Estela Aragon, Global Centre for Climate Mobility

Muhammed Ceesay, MS Student in Environment and Sustainability at the University of Michigan, Ann Arbor

Climate Change Adaptation Through Micro-scale mobility: the Dynamics of Socially Differentiated Pathways

Geneviève Minville, PhD Candidate in Geography (York University) & Research Specialist (CERDA)
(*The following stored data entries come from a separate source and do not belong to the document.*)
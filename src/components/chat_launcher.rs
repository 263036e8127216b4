use log::error;
use yew::prelude::*;
use yew_hooks::prelude::*;

use crate::config::WidgetConfig;
use crate::controller::WidgetController;

#[derive(Properties, PartialEq)]
pub struct ChatLauncherProps {
    pub config: WidgetConfig,
}

/// Mounts the floating chat widget when the host component first renders.
/// The widget lives under `<body>`, outside the Yew tree, so this renders
/// nothing and later prop changes are ignored.
#[function_component(ChatLauncher)]
pub fn chat_launcher(props: &ChatLauncherProps) -> Html {
    let config = props.config.clone();

    use_effect_once(move || {
        match WidgetController::new(config) {
            Ok(controller) => {
                controller.mount_when_ready();
            }
            Err(e) => error!("Chat widget unavailable: {}", e),
        }
        || ()
    });

    html! {}
}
Rethinking Climate Mobility for Flexible Policy Responses

Ms. Apaemi Betts, Technical Advisor from the ECOWAS component of the GIZ Global Programme on HMCC

What Policy Space for Responding to Climate Migration

PANELISTS

October 28, 2025 at 12:00:00 AM

10:00am-11:30am EST

Session 14.2

Varieties of vulnerability

Muhammed Ceesay

BIO

Coming soon.

ABSTRACT

Academic and media discourses of climate mobility have largely emphasized permanent and long-distance migration associated with climate change stressors and hazards, with little attention to more localized and short-term forms of mobility or micro-mobility. In this study, we sought to deepen understanding of the wider spectrum of mobility responses to climate-related hazards by investigating how micro-mobilities are used as adaptation pathways among small holder riparian rice farmers facing saltwater intrusion in two communities in the North Bank Region of The Gambia.  The analysis draws on extensive qualitative data collection, including interviews with 20 rice farmers and 4 agriculture officials, two community workshops, and participant observation. The findings demonstrate that the intensification of the saltwater hazard is a primary driver of changing mobility practices. However, rather than the “out-migration” or “displacement” that has been the core research concern related to climate mobility, this research demonstrates the growing frequency of micro-mobility—including short-term and seasonal movements—which has in turn enabled access to more reliable livelihood opportunities essential for the farmers’ adaptation. Though these forms of mobility are dynamic, extending livelihoods in new directions, they are also socially differentiated in that mobility and immobility reflect economic, cultural and spatial contours of rural society.

Geneviève Minville

BIO

Geneviève Minville is a PhD Candidate in Human Geography at York University (Faculty of Environmental and Urban Change) and a Research Specialist at the Centre for Expertise on the Well-Being and Physical Health of Refugees and Asylum Seekers (CERDA). She holds a Master’s Degree in International Development and Globalization and a Bachelor’s Degree in Social Work. Her PhD research focuses on the experiences of mobility within communities in Zambales, Philippines, since the Mt. Pinatubo volcanic eruption and the ongoing extractive activities in the region, using a feminist political ecology perspective. Her work with the CERDA focuses on ensuring that health professionals working with refugees and asylum seekers in Quebec are trained to better support patients who have migrated in the context of climate and environmental change.

ABSTRACT

This two-part presentation critically examines mobility in relation to climate and environmental change, focusing on both pre-migration and post-migration contexts. I first present preliminary data from a case study conducted in the Philippines among coastal communities at risk of being uprooted by coastal erosion during typhoon seasons, which are becoming increasingly intense due to climate change. From an apolitical perspective, the risks of future displacement of this community highlights climate risks and the need for action. However, field data show that the situation is much more complex and that climate factors are only one part of the puzzle, while political and economic decisions based on development strategies play a leading role in erosion and the risk of displacement. Overall, I argue against apolitical and ahistorical views of climate and environmental migration. Such approaches can lead to simplistic conclusions that mask the real causes of displacement and limit our understanding of potential solutions. Similarly, this case study demonstrates that climate alone is rarely the sole cause of migration and that treating it as exceptional oversimplifies the complex drivers of human mobility.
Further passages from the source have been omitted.